Manuel Azaña (Alcalá de Henares, 1880-Montauban, 1940) fue una de las figuras políticas y culturales más portentosas del siglo XX español.
Admirado e incluso idolatrado por sus millones de partidarios que lo convirtieron en el símbolo de la Segunda República, tuvo enemigos encarnizados entre militares, obispos y terratenientes porque consideraban, entre otras cosas, que había sido un traidor a su origen de clase burgués y se había pasado al otro bando.
Esos adversarios de Azaña, comenzando por supuesto por el general Franco, intentaron con saña borrar su memoria durante la larga dictadura, de tal manera que su trayectoria política y su obra literaria fueran sepultadas por el olvido. La llegada de la democracia, muy tibia durante la Transición, tampoco reivindicó como se merecía a aquel líder que luchó por la libertad, la justicia y la igualdad y era capaz de congregar a decenas de miles de personas en sus mítines.
Ahora, poco a poco, el inmenso legado de Azaña se abre camino en un país tan desmemoriado como el nuestro. Afortunadamente las nuevas generaciones se aplican cada día más a cumplir una de las últimas voluntades del político: «Si alguien cree que mis ideas puedan ser útiles, que las difunda».
Han tenido que pasar 80 años desde la muerte de Manuel Azaña en un triste hotel del sur de Francia, perseguido por la Gestapo y por la policía franquista, para que por fin varios acontecimientos culturales recuperen, descubran y defiendan su excepcional importancia para nuestra historia reciente.
En primer lugar, una amplísima exposición en la Biblioteca Nacional, que estará abierta hasta el mes de abril, muestra tanto la más desconocida faceta del intelectual, autor de una extensa obra literaria que abarca desde la novela al teatro pasando por el ensayo y el periodismo, como la talla indudable del estadista.
Más allá de esta iniciativa, que ha contado con el respaldo del Gobierno y ha sido comisariada por la historiadora Ángeles Egido, recientes novedades editoriales han colocado encima de la mesa dos libros fundamentales para comprender a Azaña.

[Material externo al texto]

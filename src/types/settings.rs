use serde::{Deserialize, Serialize};

/// User-tunable recovery settings.
///
/// Every field has a default, so a settings file only needs the keys it changes.
#[derive(Debug, Clone, Serialize, Deserialize, PartialEq)]
#[serde(default)]
pub struct RecoverySettings {
    /// Maximum number of history rows to read, most recent first.
    pub history_limit: usize,
    /// Show `chrome://` and similar internal pages in the dashboard.
    pub include_internal_urls: bool,
    /// List each tab's back/forward entries under it.
    pub show_navigation_history: bool,
    pub dashboard_file_name: String,
    pub bookmarks_file_name: String,
}

impl Default for RecoverySettings {
    fn default() -> Self {
        Self {
            history_limit: 5000,
            include_internal_urls: false,
            show_navigation_history: true,
            dashboard_file_name: "Chrome Recovery.html".to_string(),
            bookmarks_file_name: "Chrome Bookmarks.html".to_string(),
        }
    }
}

Uno de ellos es la reedición de ‘El jardín de los frailes’ (Nocturna Ediciones), una novela sobre sus años juveniles en un internado de los agustinos en El Escorial.
El otro libro significa un doble y muy interesante descubrimiento, ya que se trata de la semblanza que Josefina Carabias, una de las periodistas pioneras en la profesión, dedicó al dirigente republicano con el muy ilustrativo título de ‘Azaña. Los que le llamábamos don Manuel’ (Seix Barral). Carabias rememora en este ameno texto, escrito en 1980 poco antes de fallecer y a medio camino entre el reportaje periodístico, la biografía y la literatura, los intensos años republicanos y se acerca no tanto al político, sino al hombre que se escondía tras el mito de Azaña. Rebatiendo la fama de personaje antipático y soberbio del que fuera ministro, primer ministro y presidente de la República, Carabias se unió a un grupo de extraordinarios periodistas de aquella época, como Manuel Chaves Nogales o Paulino Masip, que apoyaron con sus plumas aquellos esfuerzos reformistas de Azaña que fueron al final ahogados en sangre. Periodistas como Josefina Carabias también intentaron que el país se gobernara «con razones y con votos y no con calumnias y fusiles», como pidió el líder republicano.